■ RECORD EXCERPTS:
--------------------------------------------------

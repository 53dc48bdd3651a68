//! Local buffered pipelines that decouple callers from remote round-trips.
//!
//! Each pipeline is a bounded mpsc buffer drained by one spawned worker loop:
//! - [`add`] pushes accepted messages to the remote
//! - [`delete`] coalesces delete submissions into batch deletes
//!
//! Closing a pipeline drops its intake, lets the worker drain what is already
//! buffered, and waits for the worker up to a deadline.

use crate::error::QueueError;
use crate::retry::Backoff;
use serde::{Deserialize, Serialize};
use std::future::Future;
use std::sync::atomic::{AtomicU64, AtomicUsize, Ordering};
use std::sync::{Arc, Mutex, MutexGuard};
use std::time::Duration;
use tokio::sync::mpsc;
use tokio::task::JoinHandle;
use tracing::{debug, warn};

pub mod add;
pub mod batcher;
pub mod delete;

pub use add::AddPipeline;
pub use batcher::Batcher;
pub use delete::DeletePipeline;

#[cfg(test)]
#[path = "mod_tests.rs"]
mod tests;

// ============================================================================
// Configuration
// ============================================================================

/// Pipeline tuning shared by the add and delete paths
#[derive(Debug, Clone, PartialEq, Eq, Serialize, Deserialize)]
#[serde(default)]
pub struct PipelineConfig {
    /// Capacity of the local buffer; submissions wait when it is full
    pub buffer_size: usize,

    /// Attempts per item before it is given up on
    pub retry_limit: u32,

    pub min_backoff_ms: u64,

    pub max_backoff_ms: u64,

    /// Maximum remote calls in flight (add pipeline only)
    pub concurrency: usize,
}

impl Default for PipelineConfig {
    fn default() -> Self {
        Self {
            buffer_size: 100,
            retry_limit: 3,
            min_backoff_ms: 1000,
            max_backoff_ms: 30_000,
            concurrency: 10,
        }
    }
}

impl PipelineConfig {
    pub fn backoff(&self) -> Backoff {
        Backoff::new(
            Duration::from_millis(self.min_backoff_ms),
            Duration::from_millis(self.max_backoff_ms),
        )
    }
}

// ============================================================================
// Statistics
// ============================================================================

/// Live counters for one pipeline
#[derive(Debug, Default)]
pub struct PipelineStats {
    processed: AtomicU64,
    retries: AtomicU64,
    fails: AtomicU64,
    buffered: AtomicUsize,
}

/// Point-in-time copy of [`PipelineStats`]
#[derive(Debug, Clone, Copy, Default, PartialEq, Eq, Serialize, Deserialize)]
pub struct PipelineStatsSnapshot {
    pub processed: u64,
    pub retries: u64,
    pub fails: u64,
    pub buffered: usize,
}

impl PipelineStats {
    pub fn snapshot(&self) -> PipelineStatsSnapshot {
        PipelineStatsSnapshot {
            processed: self.processed.load(Ordering::Relaxed),
            retries: self.retries.load(Ordering::Relaxed),
            fails: self.fails.load(Ordering::Relaxed),
            buffered: self.buffered.load(Ordering::Relaxed),
        }
    }

    pub(crate) fn record_processed(&self, count: u64) {
        self.processed.fetch_add(count, Ordering::Relaxed);
    }

    pub(crate) fn record_retry(&self) {
        self.retries.fetch_add(1, Ordering::Relaxed);
    }

    pub(crate) fn record_fail(&self) {
        self.fails.fetch_add(1, Ordering::Relaxed);
    }

    pub(crate) fn record_dequeued(&self) {
        self.buffered.fetch_sub(1, Ordering::Relaxed);
    }
}

// ============================================================================
// Intake
// ============================================================================

type Worker = JoinHandle<Result<(), QueueError>>;

/// Sending half of a pipeline plus the handle of the loop draining it
pub(crate) struct Intake<T> {
    name: String,
    sender: Mutex<Option<mpsc::Sender<T>>>,
    worker: Mutex<Option<Worker>>,
    stats: Arc<PipelineStats>,
}

fn lock<V>(mutex: &Mutex<V>) -> MutexGuard<'_, V> {
    mutex.lock().unwrap_or_else(|poisoned| poisoned.into_inner())
}

impl<T: Send + 'static> Intake<T> {
    /// Create the buffer and spawn `run` on it. Must be called inside a runtime.
    pub(crate) fn spawn<F, Fut>(
        name: String,
        buffer_size: usize,
        stats: Arc<PipelineStats>,
        run: F,
    ) -> Self
    where
        F: FnOnce(mpsc::Receiver<T>) -> Fut,
        Fut: Future<Output = Result<(), QueueError>> + Send + 'static,
    {
        let (sender, receiver) = mpsc::channel(buffer_size.max(1));
        let worker = tokio::spawn(run(receiver));
        debug!(pipeline = %name, buffer_size = buffer_size, "Pipeline started");

        Self {
            name,
            sender: Mutex::new(Some(sender)),
            worker: Mutex::new(Some(worker)),
            stats,
        }
    }

    pub(crate) fn name(&self) -> &str {
        &self.name
    }

    /// Accept an item into the buffer, waiting for space if it is full
    pub(crate) async fn submit(&self, item: T) -> Result<(), QueueError> {
        let sender = lock(&self.sender).clone().ok_or_else(|| self.closed())?;

        // Count before sending so the worker never observes a negative backlog
        self.stats.buffered.fetch_add(1, Ordering::Relaxed);
        if sender.send(item).await.is_err() {
            self.stats.buffered.fetch_sub(1, Ordering::Relaxed);
            return Err(self.closed());
        }
        Ok(())
    }

    /// Stop accepting items and wait up to `timeout` for the worker to finish
    ///
    /// On timeout the worker keeps running and a later call may wait again.
    pub(crate) async fn close_timeout(&self, timeout: Duration) -> Result<(), QueueError> {
        lock(&self.sender).take();

        let Some(mut worker) = lock(&self.worker).take() else {
            return Ok(());
        };

        match tokio::time::timeout(timeout, &mut worker).await {
            Ok(Ok(result)) => {
                debug!(pipeline = %self.name, "Pipeline drained");
                result
            }
            Ok(Err(join_error)) => Err(QueueError::Worker {
                pipeline: self.name.clone(),
                message: join_error.to_string(),
            }),
            Err(_) => {
                warn!(
                    pipeline = %self.name,
                    timeout_ms = timeout.as_millis() as u64,
                    buffered = self.stats.buffered.load(Ordering::Relaxed),
                    "Pipeline did not drain before deadline"
                );
                *lock(&self.worker) = Some(worker);
                Err(QueueError::DrainTimeout {
                    pipeline: self.name.clone(),
                    timeout,
                })
            }
        }
    }

    pub(crate) fn is_closed(&self) -> bool {
        lock(&self.sender).is_none()
    }

    fn closed(&self) -> QueueError {
        QueueError::Closed {
            pipeline: self.name.clone(),
        }
    }
}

--------------------------------------------------

■ EXERCISE REQUIREMENTS: Copy out each line of the data above, exactly, if it lies between the line holding "for one pipeline" and the line holding "pub(crate) fn record_fail(&self)", inclusive; copy no other line.

■ TASK RESPONSE:
/// Live counters for one pipeline
#[derive(Debug, Default)]
pub struct PipelineStats {
    processed: AtomicU64,
    retries: AtomicU64,
    fails: AtomicU64,
    buffered: AtomicUsize,
}

/// Point-in-time copy of [`PipelineStats`]
#[derive(Debug, Clone, Copy, Default, PartialEq, Eq, Serialize, Deserialize)]
pub struct PipelineStatsSnapshot {
    pub processed: u64,
    pub retries: u64,
    pub fails: u64,
    pub buffered: usize,
}

impl PipelineStats {
    pub fn snapshot(&self) -> PipelineStatsSnapshot {
        PipelineStatsSnapshot {
            processed: self.processed.load(Ordering::Relaxed),
            retries: self.retries.load(Ordering::Relaxed),
            fails: self.fails.load(Ordering::Relaxed),
            buffered: self.buffered.load(Ordering::Relaxed),
        }
    }

    pub(crate) fn record_processed(&self, count: u64) {
        self.processed.fetch_add(count, Ordering::Relaxed);
    }

    pub(crate) fn record_retry(&self) {
        self.retries.fetch_add(1, Ordering::Relaxed);
    }

    pub(crate) fn record_fail(&self) {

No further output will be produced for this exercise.